◆ RECORDS SUPPLIED
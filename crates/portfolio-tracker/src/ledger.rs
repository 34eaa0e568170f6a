//! Trade Ledger
//!
//! Append-only store of validated trades, grouped by symbol. Symbols keep
//! the order in which they were first seen so downstream sorting can break
//! ties consistently.

use std::collections::HashMap;

use crate::error::{Result, TrackerError};
use crate::model::Trade;

#[derive(Clone, Debug, Default)]
pub struct TradeLedger {
    /// Symbol -> position in `entries`
    index: HashMap<String, usize>,
    entries: Vec<(String, Vec<Trade>)>,
}

impl TradeLedger {
    pub fn new() -> Self {
        Self::default()
    }

    /// Validate and append a trade
    pub fn add_trade(&mut self, trade: Trade) -> Result<()> {
        if !trade.is_valid() {
            return Err(TrackerError::InvalidTrade {
                symbol: trade.symbol,
                quantity: trade.quantity,
                price: trade.price,
            });
        }

        self.append(trade);
        Ok(())
    }

    /// Append without validation
    pub(crate) fn append(&mut self, trade: Trade) {
        let slot = match self.index.get(&trade.symbol) {
            Some(&slot) => slot,
            None => {
                let slot = self.entries.len();
                self.index.insert(trade.symbol.clone(), slot);
                self.entries.push((trade.symbol.clone(), Vec::new()));
                slot
            }
        };

        self.entries[slot].1.push(trade);
    }

    /// Trades recorded for a symbol, in insertion order
    pub fn trades(&self, symbol: &str) -> &[Trade] {
        match self.index.get(symbol) {
            Some(&slot) => &self.entries[slot].1,
            None => &[],
        }
    }

    /// Symbols with their trades, in first-insertion order
    pub fn iter(&self) -> impl Iterator<Item = (&str, &[Trade])> {
        self.entries
            .iter()
            .map(|(symbol, trades)| (symbol.as_str(), trades.as_slice()))
    }

    pub fn symbols(&self) -> impl Iterator<Item = &str> {
        self.entries.iter().map(|(symbol, _)| symbol.as_str())
    }

    pub fn trade_count(&self) -> usize {
        self.entries.iter().map(|(_, trades)| trades.len()).sum()
    }

    pub fn symbol_count(&self) -> usize {
        self.entries.len()
    }

    pub fn is_empty(&self) -> bool {
        self.entries.is_empty()
    }
}

#[cfg(test)]
mod tests {
    use super::*;
    use rust_decimal_macros::dec;

    #[test]
    fn test_add_trade_groups_by_symbol() {
        let mut ledger = TradeLedger::new();
        ledger.add_trade(Trade::new("BTC", dec!(1), dec!(100))).unwrap();
        ledger.add_trade(Trade::new("ETH", dec!(2), dec!(50))).unwrap();
        ledger.add_trade(Trade::new("BTC", dec!(0.5), dec!(300))).unwrap();

        assert_eq!(ledger.symbol_count(), 2);
        assert_eq!(ledger.trade_count(), 3);
        assert_eq!(ledger.trades("BTC").len(), 2);
        assert_eq!(ledger.trades("BTC")[1].price, dec!(300));
        assert!(ledger.trades("DOGE").is_empty());
    }

    #[test]
    fn test_symbols_keep_first_insertion_order() {
        let mut ledger = TradeLedger::new();
        for symbol in ["SOL", "BTC", "ADA", "BTC", "SOL"] {
            ledger.add_trade(Trade::new(symbol, dec!(1), dec!(1))).unwrap();
        }

        let symbols: Vec<_> = ledger.symbols().collect();
        assert_eq!(symbols, vec!["SOL", "BTC", "ADA"]);
    }

    #[test]
    fn test_invalid_trades_rejected() {
        let mut ledger = TradeLedger::new();

        let zero_qty = ledger.add_trade(Trade::new("BTC", dec!(0), dec!(100)));
        assert!(matches!(zero_qty, Err(TrackerError::InvalidTrade { .. })));

        let negative_price = ledger.add_trade(Trade::new("BTC", dec!(1), dec!(-5)));
        assert!(matches!(negative_price, Err(TrackerError::InvalidTrade { .. })));

        assert!(ledger.is_empty());
    }
}
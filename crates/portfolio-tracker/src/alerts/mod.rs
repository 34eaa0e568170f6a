//! Price Alerts
//!
//! Listeners are registered on an `AlertDispatcher` and told about every
//! market price used during a valuation pass. Dispatch is synchronous and
//! follows registration order.

mod console;
mod threshold;

pub use console::ConsoleListener;
pub use threshold::ThresholdAlertListener;

use std::sync::Arc;

use rust_decimal::Decimal;

use crate::error::{Result, TrackerError};

/// Price change observer - implement to react to valuation passes
pub trait PriceListener: Send + Sync {
    /// Called once per priced symbol per valuation pass
    fn on_price_change(&self, symbol: &str, price: Decimal) -> Result<()>;

    /// Listener name, used in logs and errors
    fn name(&self) -> &str {
        "listener"
    }
}

impl<F> PriceListener for F
where
    F: Fn(&str, Decimal) -> Result<()> + Send + Sync,
{
    fn on_price_change(&self, symbol: &str, price: Decimal) -> Result<()> {
        self(symbol, price)
    }
}

/// Ordered set of price listeners
#[derive(Clone, Default)]
pub struct AlertDispatcher {
    listeners: Vec<Arc<dyn PriceListener>>,
}

impl std::fmt::Debug for AlertDispatcher {
    fn fmt(&self, f: &mut std::fmt::Formatter<'_>) -> std::fmt::Result {
        f.debug_struct("AlertDispatcher")
            .field("listeners", &self.names())
            .finish()
    }
}

impl AlertDispatcher {
    pub fn new() -> Self {
        Self::default()
    }

    /// Register a new listener
    pub fn register<L: PriceListener + 'static>(&mut self, listener: L) {
        self.listeners.push(Arc::new(listener));
    }

    /// Notify every listener in registration order.
    ///
    /// Stops at the first failing listener; later listeners are not called.
    pub fn dispatch(&self, symbol: &str, price: Decimal) -> Result<()> {
        for listener in &self.listeners {
            listener
                .on_price_change(symbol, price)
                .map_err(|e| TrackerError::Listener {
                    listener: listener.name().to_string(),
                    reason: e.to_string(),
                })?;
        }
        Ok(())
    }

    pub fn names(&self) -> Vec<&str> {
        self.listeners.iter().map(|l| l.name()).collect()
    }

    pub fn len(&self) -> usize {
        self.listeners.len()
    }

    pub fn is_empty(&self) -> bool {
        self.listeners.is_empty()
    }
}
//! Run Configuration
//!
//! Everything is read from environment variables (a `.env` file is loaded
//! by the binary beforehand), falling back to the defaults below.

use std::path::PathBuf;
use std::str::FromStr;

use rust_decimal::Decimal;
use rust_decimal_macros::dec;
use serde::{Deserialize, Serialize};

use crate::error::{Result, TrackerError};

pub const DEFAULT_CONVERSION_RATE: Decimal = dec!(84);
pub const DEFAULT_ALERT_THRESHOLD: Decimal = dec!(1000);

/// Fixed conversion from the primary currency to a second display currency
#[derive(Clone, Debug, PartialEq, Eq, Serialize, Deserialize)]
pub struct CurrencyConversion {
    /// Units of converted currency per unit of primary currency
    pub rate: Decimal,

    /// Symbol printed before primary amounts
    pub primary_symbol: String,

    /// Symbol printed before converted amounts
    pub converted_symbol: String,
}

impl Default for CurrencyConversion {
    fn default() -> Self {
        Self {
            rate: DEFAULT_CONVERSION_RATE,
            primary_symbol: "$".into(),
            converted_symbol: "₹".into(),
        }
    }
}

impl CurrencyConversion {
    pub fn new(rate: Decimal) -> Self {
        Self {
            rate,
            ..Default::default()
        }
    }

    /// Amount in the converted currency, `None` if it leaves the `Decimal` range
    pub fn convert(&self, amount: Decimal) -> Option<Decimal> {
        amount.checked_mul(self.rate)
    }
}

/// Output format of the P&L report
#[derive(Clone, Copy, Debug, Default, PartialEq, Eq, Serialize, Deserialize)]
#[serde(rename_all = "lowercase")]
pub enum ReportFormat {
    /// One human-readable line per holding
    #[default]
    Text,
    /// One JSON object per line
    Json,
}

impl FromStr for ReportFormat {
    type Err = TrackerError;

    fn from_str(s: &str) -> Result<Self> {
        match s.trim().to_ascii_lowercase().as_str() {
            "text" | "txt" => Ok(Self::Text),
            "json" => Ok(Self::Json),
            other => Err(TrackerError::Config(format!("unknown report format '{other}'"))),
        }
    }
}

#[derive(Clone, Debug, PartialEq, Eq)]
pub struct TrackerConfig {
    pub trades_file: PathBuf,
    pub prices_file: PathBuf,
    pub report_file: PathBuf,
    pub alerts_file: PathBuf,
    pub conversion: CurrencyConversion,

    /// Prices strictly above this trigger an alert record
    pub alert_threshold: Decimal,

    pub report_format: ReportFormat,
}

impl Default for TrackerConfig {
    fn default() -> Self {
        Self {
            trades_file: "trades.csv".into(),
            prices_file: "prices.csv".into(),
            report_file: "pnl_report.csv".into(),
            alerts_file: "alerts.txt".into(),
            conversion: CurrencyConversion::default(),
            alert_threshold: DEFAULT_ALERT_THRESHOLD,
            report_format: ReportFormat::Text,
        }
    }
}

impl TrackerConfig {
    /// Load configuration from the process environment
    pub fn from_env() -> Result<Self> {
        Self::from_lookup(|key| std::env::var(key).ok())
    }

    /// Load configuration from any key lookup (the environment in production)
    pub fn from_lookup(lookup: impl Fn(&str) -> Option<String>) -> Result<Self> {
        let defaults = Self::default();
        let path = |key: &str, default: PathBuf| lookup(key).map_or(default, PathBuf::from);

        let rate = match lookup("CONVERSION_RATE") {
            Some(raw) => parse_decimal_setting("CONVERSION_RATE", &raw)?,
            None => defaults.conversion.rate,
        };
        if rate <= Decimal::ZERO {
            return Err(TrackerError::Config(format!(
                "CONVERSION_RATE must be positive, got {rate}"
            )));
        }

        let alert_threshold = match lookup("ALERT_THRESHOLD") {
            Some(raw) => parse_decimal_setting("ALERT_THRESHOLD", &raw)?,
            None => defaults.alert_threshold,
        };

        let report_format = match lookup("REPORT_FORMAT") {
            Some(raw) => raw.parse::<ReportFormat>()?,
            None => defaults.report_format,
        };

        let conversion = CurrencyConversion {
            rate,
            primary_symbol: lookup("PRIMARY_CURRENCY").unwrap_or(defaults.conversion.primary_symbol),
            converted_symbol: lookup("CONVERTED_CURRENCY")
                .unwrap_or(defaults.conversion.converted_symbol),
        };

        Ok(Self {
            trades_file: path("TRADES_FILE", defaults.trades_file),
            prices_file: path("PRICES_FILE", defaults.prices_file),
            report_file: path("REPORT_FILE", defaults.report_file),
            alerts_file: path("ALERTS_FILE", defaults.alerts_file),
            conversion,
            alert_threshold,
            report_format,
        })
    }
}

fn parse_decimal_setting(key: &str, raw: &str) -> Result<Decimal> {
    Decimal::from_str(raw.trim())
        .map_err(|e| TrackerError::Config(format!("{key}='{raw}' is not a number: {e}")))
}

◆ PROBLEM TO WORK ON
Please write out the material word for word from its first line through the line holding "use std::collections::HashMap;", including both, and no line past it.

◆ OUTPUT
filename crates/portfolio-tracker/src/ledger.rs
repository 34eaa0e568170f6a
//! Trade Ledger
//!
//! Append-only store of validated trades, grouped by symbol. Symbols keep
//! the order in which they were first seen so downstream sorting can break
//! ties consistently.

use std::collections::HashMap;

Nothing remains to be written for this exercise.